*** Opening Information supplied ***

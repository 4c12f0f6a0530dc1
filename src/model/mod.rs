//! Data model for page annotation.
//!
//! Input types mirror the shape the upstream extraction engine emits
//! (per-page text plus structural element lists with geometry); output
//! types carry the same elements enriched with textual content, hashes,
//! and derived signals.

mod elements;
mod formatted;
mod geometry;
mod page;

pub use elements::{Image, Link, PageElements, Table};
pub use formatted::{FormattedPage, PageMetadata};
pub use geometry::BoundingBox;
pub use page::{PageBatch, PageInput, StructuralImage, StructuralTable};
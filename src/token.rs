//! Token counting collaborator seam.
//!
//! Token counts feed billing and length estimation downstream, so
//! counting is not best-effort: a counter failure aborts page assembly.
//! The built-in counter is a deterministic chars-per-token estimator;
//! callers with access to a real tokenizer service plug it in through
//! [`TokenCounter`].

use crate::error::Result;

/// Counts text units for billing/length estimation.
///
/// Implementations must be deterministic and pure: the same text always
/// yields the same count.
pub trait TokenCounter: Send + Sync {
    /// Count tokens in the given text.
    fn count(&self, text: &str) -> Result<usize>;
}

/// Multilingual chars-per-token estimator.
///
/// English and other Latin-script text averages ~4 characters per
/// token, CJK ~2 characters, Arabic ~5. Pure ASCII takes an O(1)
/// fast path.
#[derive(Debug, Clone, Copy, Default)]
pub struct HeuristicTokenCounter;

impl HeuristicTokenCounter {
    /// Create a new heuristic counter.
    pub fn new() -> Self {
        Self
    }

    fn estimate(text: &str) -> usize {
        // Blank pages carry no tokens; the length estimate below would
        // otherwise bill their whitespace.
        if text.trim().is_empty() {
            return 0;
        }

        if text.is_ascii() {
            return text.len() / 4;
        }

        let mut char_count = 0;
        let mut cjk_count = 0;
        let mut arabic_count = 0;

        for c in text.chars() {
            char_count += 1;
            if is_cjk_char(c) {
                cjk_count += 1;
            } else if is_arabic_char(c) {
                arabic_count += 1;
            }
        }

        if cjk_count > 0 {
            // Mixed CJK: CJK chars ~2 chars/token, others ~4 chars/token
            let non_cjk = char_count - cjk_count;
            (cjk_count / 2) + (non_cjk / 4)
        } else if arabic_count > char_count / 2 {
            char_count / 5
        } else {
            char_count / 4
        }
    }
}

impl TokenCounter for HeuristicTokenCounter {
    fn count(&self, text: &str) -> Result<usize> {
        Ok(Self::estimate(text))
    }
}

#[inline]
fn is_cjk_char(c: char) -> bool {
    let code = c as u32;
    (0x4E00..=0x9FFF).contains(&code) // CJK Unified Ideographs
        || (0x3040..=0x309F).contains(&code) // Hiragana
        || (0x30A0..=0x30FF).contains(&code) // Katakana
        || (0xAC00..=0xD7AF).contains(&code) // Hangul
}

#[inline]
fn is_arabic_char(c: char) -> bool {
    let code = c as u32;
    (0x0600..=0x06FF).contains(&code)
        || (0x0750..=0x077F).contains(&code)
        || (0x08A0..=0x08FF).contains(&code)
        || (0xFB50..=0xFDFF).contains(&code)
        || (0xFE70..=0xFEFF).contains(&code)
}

*** Closing Information supplied ***

■ **Problem details**
The line containing "else if arabic_count" and each line after it through the end of the listing above must be printed exactly, with nothing added.

■ **Exercise solution**
        } else if arabic_count > char_count / 2 {
            char_count / 5
        } else {
            char_count / 4
        }
    }
}

impl TokenCounter for HeuristicTokenCounter {
    fn count(&self, text: &str) -> Result<usize> {
        Ok(Self::estimate(text))
    }
}

#[inline]
fn is_cjk_char(c: char) -> bool {
    let code = c as u32;
    (0x4E00..=0x9FFF).contains(&code) // CJK Unified Ideographs
        || (0x3040..=0x309F).contains(&code) // Hiragana
        || (0x30A0..=0x30FF).contains(&code) // Katakana
        || (0xAC00..=0xD7AF).contains(&code) // Hangul
}

#[inline]
fn is_arabic_char(c: char) -> bool {
    let code = c as u32;
    (0x0600..=0x06FF).contains(&code)
        || (0x0750..=0x077F).contains(&code)
        || (0x08A0..=0x08FF).contains(&code)
        || (0xFB50..=0xFDFF).contains(&code)
        || (0xFE70..=0xFEFF).contains(&code)
}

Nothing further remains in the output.